**INSTRUCTIONS TO FOLLOW:** Reproduce the records below exactly as shown.

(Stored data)
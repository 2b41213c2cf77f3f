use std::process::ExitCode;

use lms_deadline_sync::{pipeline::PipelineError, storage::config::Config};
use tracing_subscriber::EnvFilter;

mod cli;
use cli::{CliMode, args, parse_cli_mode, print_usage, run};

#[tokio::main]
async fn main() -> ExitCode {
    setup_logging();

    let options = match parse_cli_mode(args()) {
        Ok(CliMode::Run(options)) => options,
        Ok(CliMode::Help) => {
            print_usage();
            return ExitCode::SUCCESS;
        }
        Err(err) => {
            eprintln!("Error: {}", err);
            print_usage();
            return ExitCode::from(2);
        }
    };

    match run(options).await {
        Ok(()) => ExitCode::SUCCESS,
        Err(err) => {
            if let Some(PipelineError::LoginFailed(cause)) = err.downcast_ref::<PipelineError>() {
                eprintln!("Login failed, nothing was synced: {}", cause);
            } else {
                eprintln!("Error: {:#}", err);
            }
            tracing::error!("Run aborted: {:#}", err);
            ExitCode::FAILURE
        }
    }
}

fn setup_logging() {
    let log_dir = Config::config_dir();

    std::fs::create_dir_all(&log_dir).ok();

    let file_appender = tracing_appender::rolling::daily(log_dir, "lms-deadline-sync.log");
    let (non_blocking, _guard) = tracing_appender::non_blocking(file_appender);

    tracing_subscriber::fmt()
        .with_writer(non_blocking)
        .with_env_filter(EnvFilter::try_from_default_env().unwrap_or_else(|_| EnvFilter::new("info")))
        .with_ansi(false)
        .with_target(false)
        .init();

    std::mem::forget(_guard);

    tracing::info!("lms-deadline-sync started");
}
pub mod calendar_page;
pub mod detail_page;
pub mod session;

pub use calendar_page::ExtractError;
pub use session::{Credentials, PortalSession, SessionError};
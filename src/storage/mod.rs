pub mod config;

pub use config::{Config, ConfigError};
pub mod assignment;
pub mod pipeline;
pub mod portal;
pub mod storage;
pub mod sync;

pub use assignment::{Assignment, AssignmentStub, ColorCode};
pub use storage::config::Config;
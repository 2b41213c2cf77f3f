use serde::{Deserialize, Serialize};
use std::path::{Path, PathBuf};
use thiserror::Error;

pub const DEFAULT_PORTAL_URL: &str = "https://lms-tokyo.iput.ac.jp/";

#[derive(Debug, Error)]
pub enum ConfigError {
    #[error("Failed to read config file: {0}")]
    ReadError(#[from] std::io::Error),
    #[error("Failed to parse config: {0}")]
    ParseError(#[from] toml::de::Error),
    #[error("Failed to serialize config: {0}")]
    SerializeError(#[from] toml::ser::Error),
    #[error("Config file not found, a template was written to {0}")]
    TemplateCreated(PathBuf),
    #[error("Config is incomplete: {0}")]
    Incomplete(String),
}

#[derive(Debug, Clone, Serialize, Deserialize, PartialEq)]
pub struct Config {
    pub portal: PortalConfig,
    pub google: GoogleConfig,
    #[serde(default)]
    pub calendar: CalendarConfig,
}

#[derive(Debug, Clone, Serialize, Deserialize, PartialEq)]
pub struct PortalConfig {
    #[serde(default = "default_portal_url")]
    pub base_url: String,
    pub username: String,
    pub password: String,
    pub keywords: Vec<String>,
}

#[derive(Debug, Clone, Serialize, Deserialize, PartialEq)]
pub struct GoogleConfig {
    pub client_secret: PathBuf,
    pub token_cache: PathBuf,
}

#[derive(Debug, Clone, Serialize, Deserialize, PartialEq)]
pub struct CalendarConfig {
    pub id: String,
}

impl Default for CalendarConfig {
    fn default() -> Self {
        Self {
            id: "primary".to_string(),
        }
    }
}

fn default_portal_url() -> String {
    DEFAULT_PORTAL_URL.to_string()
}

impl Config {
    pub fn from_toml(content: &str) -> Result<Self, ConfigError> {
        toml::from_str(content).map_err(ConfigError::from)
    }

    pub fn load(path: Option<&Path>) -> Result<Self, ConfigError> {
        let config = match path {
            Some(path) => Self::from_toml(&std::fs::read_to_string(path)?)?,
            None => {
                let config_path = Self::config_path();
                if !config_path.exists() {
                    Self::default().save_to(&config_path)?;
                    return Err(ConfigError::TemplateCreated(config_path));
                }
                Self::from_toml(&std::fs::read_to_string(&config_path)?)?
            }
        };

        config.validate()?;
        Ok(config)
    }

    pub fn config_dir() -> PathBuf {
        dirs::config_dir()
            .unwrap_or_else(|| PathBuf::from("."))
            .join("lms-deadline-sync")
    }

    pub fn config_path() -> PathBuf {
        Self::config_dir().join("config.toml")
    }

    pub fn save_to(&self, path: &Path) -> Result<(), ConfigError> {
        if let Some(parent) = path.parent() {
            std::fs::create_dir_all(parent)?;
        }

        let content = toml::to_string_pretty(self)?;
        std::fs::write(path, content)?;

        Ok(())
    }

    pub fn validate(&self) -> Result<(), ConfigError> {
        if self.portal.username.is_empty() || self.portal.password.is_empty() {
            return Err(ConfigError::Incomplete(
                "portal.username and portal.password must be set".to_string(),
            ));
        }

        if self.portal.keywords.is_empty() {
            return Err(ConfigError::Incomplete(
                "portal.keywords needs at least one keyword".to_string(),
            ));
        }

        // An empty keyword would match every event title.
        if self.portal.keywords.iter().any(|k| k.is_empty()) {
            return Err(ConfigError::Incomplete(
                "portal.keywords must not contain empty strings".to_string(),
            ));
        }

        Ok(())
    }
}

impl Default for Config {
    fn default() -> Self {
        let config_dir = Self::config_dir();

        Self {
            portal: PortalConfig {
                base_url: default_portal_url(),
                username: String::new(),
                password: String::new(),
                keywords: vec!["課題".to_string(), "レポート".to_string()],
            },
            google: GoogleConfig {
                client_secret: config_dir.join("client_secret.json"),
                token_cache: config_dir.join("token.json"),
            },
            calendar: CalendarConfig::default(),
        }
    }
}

**RESULT FOR THIS EXERCISE:**
repository 2b41213c2cf77f3f
use std::process::ExitCode;

use lms_deadline_sync::{pipeline::PipelineError, storage::config::Config};
use tracing_subscriber::EnvFilter;

mod cli;
use cli::{CliMode, args, parse_cli_mode, print_usage, run};

#[tokio::main]
async fn main() -> ExitCode {
    setup_logging();

    let options = match parse_cli_mode(args()) {
        Ok(CliMode::Run(options)) => options,
        Ok(CliMode::Help) => {
            print_usage();
            return ExitCode::SUCCESS;
        }
        Err(err) => {
            eprintln!("Error: {}", err);
            print_usage();
            return ExitCode::from(2);
        }
    };

    match run(options).await {
        Ok(()) => ExitCode::SUCCESS,
        Err(err) => {
            if let Some(PipelineError::LoginFailed(cause)) = err.downcast_ref::<PipelineError>() {
                eprintln!("Login failed, nothing was synced: {}", cause);
            } else {
                eprintln!("Error: {:#}", err);
            }
            tracing::error!("Run aborted: {:#}", err);
            ExitCode::FAILURE
        }
    }
}

fn setup_logging() {
    let log_dir = Config::config_dir();

    std::fs::create_dir_all(&log_dir).ok();

    let file_appender = tracing_appender::rolling::daily(log_dir, "lms-deadline-sync.log");
    let (non_blocking, _guard) = tracing_appender::non_blocking(file_appender);

    tracing_subscriber::fmt()
        .with_writer(non_blocking)
        .with_env_filter(EnvFilter::try_from_default_env().unwrap_or_else(|_| EnvFilter::new("info")))
        .with_ansi(false)
        .with_target(false)
        .init();

    std::mem::forget(_guard);

    tracing::info!("lms-deadline-sync started");
}
pub mod calendar_page;
pub mod detail_page;
pub mod session;

pub use calendar_page::ExtractError;
pub use session::{Credentials, PortalSession, SessionError};
filename src/storage/mod.rs
pub mod config;

pub use config::{Config, ConfigError};
pub mod assignment;
pub mod pipeline;
pub mod portal;
pub mod storage;
pub mod sync;

pub use assignment::{Assignment, AssignmentStub, ColorCode};
pub use storage::config::Config;
repository 2b41213c2cf77f3f
use serde::{Deserialize, Serialize};
use std::path::{Path, PathBuf};
use thiserror::Error;

pub const DEFAULT_PORTAL_URL: &str = "https://lms-tokyo.iput.ac.jp/";

#[derive(Debug, Error)]
pub enum ConfigError {
    #[error("Failed to read config file: {0}")]
    ReadError(#[from] std::io::Error),
    #[error("Failed to parse config: {0}")]
    ParseError(#[from] toml::de::Error),
    #[error("Failed to serialize config: {0}")]
    SerializeError(#[from] toml::ser::Error),
    #[error("Config file not found, a template was written to {0}")]
    TemplateCreated(PathBuf),
    #[error("Config is incomplete: {0}")]
    Incomplete(String),
}

#[derive(Debug, Clone, Serialize, Deserialize, PartialEq)]
pub struct Config {
    pub portal: PortalConfig,
    pub google: GoogleConfig,
    #[serde(default)]
    pub calendar: CalendarConfig,
}

#[derive(Debug, Clone, Serialize, Deserialize, PartialEq)]
pub struct PortalConfig {
    #[serde(default = "default_portal_url")]
    pub base_url: String,
    pub username: String,
    pub password: String,
    pub keywords: Vec<String>,
}

#[derive(Debug, Clone, Serialize, Deserialize, PartialEq)]
pub struct GoogleConfig {
    pub client_secret: PathBuf,
    pub token_cache: PathBuf,
}

#[derive(Debug, Clone, Serialize, Deserialize, PartialEq)]
pub struct CalendarConfig {
    pub id: String,
}

impl Default for CalendarConfig {
    fn default() -> Self {
        Self {
            id: "primary".to_string(),
        }
    }
}

fn default_portal_url() -> String {
    DEFAULT_PORTAL_URL.to_string()
}

impl Config {
    pub fn from_toml(content: &str) -> Result<Self, ConfigError> {
        toml::from_str(content).map_err(ConfigError::from)
    }

    pub fn load(path: Option<&Path>) -> Result<Self, ConfigError> {
        let config = match path {
            Some(path) => Self::from_toml(&std::fs::read_to_string(path)?)?,
            None => {
                let config_path = Self::config_path();
                if !config_path.exists() {
                    Self::default().save_to(&config_path)?;
                    return Err(ConfigError::TemplateCreated(config_path));
                }
                Self::from_toml(&std::fs::read_to_string(&config_path)?)?
            }
        };

        config.validate()?;
        Ok(config)
    }

    pub fn config_dir() -> PathBuf {
        dirs::config_dir()
            .unwrap_or_else(|| PathBuf::from("."))
            .join("lms-deadline-sync")
    }

    pub fn config_path() -> PathBuf {
        Self::config_dir().join("config.toml")
    }

    pub fn save_to(&self, path: &Path) -> Result<(), ConfigError> {
        if let Some(parent) = path.parent() {
            std::fs::create_dir_all(parent)?;
        }

        let content = toml::to_string_pretty(self)?;
        std::fs::write(path, content)?;

        Ok(())
    }

    pub fn validate(&self) -> Result<(), ConfigError> {
        if self.portal.username.is_empty() || self.portal.password.is_empty() {
            return Err(ConfigError::Incomplete(
                "portal.username and portal.password must be set".to_string(),
            ));
        }

        if self.portal.keywords.is_empty() {
            return Err(ConfigError::Incomplete(
                "portal.keywords needs at least one keyword".to_string(),
            ));
        }

        // An empty keyword would match every event title.
        if self.portal.keywords.iter().any(|k| k.is_empty()) {
            return Err(ConfigError::Incomplete(
                "portal.keywords must not contain empty strings".to_string(),
            ));
        }

        Ok(())
    }
}

impl Default for Config {
    fn default() -> Self {
        let config_dir = Self::config_dir();

        Self {
            portal: PortalConfig {
                base_url: default_portal_url(),
                username: String::new(),
                password: String::new(),
                keywords: vec!["課題".to_string(), "レポート".to_string()],
            },
            google: GoogleConfig {
                client_secret: config_dir.join("client_secret.json"),
                token_cache: config_dir.join("token.json"),
            },
            calendar: CalendarConfig::default(),
        }
    }
}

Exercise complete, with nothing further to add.